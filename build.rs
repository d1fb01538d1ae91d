fn main() {
    println!("cargo:rerun-if-changed=.git/HEAD");
    println!("cargo:rerun-if-changed=.git/refs/");

    let pkg = std::env::var("CARGO_PKG_VERSION").unwrap_or_default();

    let git = |args: &[&str]| {
        std::process::Command::new("git")
            .args(args)
            .output()
            .ok()
            .filter(|o| o.status.success())
            .map(|o| String::from_utf8_lossy(&o.stdout).trim().to_string())
    };

    // Release builds from a tag report the plain version; anything else is a dev build.
    let version = if git(&["describe", "--exact-match", "--tags", "HEAD"]).is_some() {
        pkg
    } else {
        match git(&["rev-parse", "--short", "HEAD"]) {
            Some(hash) if !hash.is_empty() => format!("{pkg}-dev+{hash}"),
            _ => format!("{pkg}-dev"),
        }
    };

    println!("cargo:rustc-env=IMGPOOL_VERSION={version}");
}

---+---

Task statement:
Set down exactly the lines from the one that contains "a dev build." to the final line above, both included, and nothing more.

Expected answer:
    // Release builds from a tag report the plain version; anything else is a dev build.
    let version = if git(&["describe", "--exact-match", "--tags", "HEAD"]).is_some() {
        pkg
    } else {
        match git(&["rev-parse", "--short", "HEAD"]) {
            Some(hash) if !hash.is_empty() => format!("{pkg}-dev+{hash}"),
            _ => format!("{pkg}-dev"),
        }
    };

    println!("cargo:rustc-env=IMGPOOL_VERSION={version}");
}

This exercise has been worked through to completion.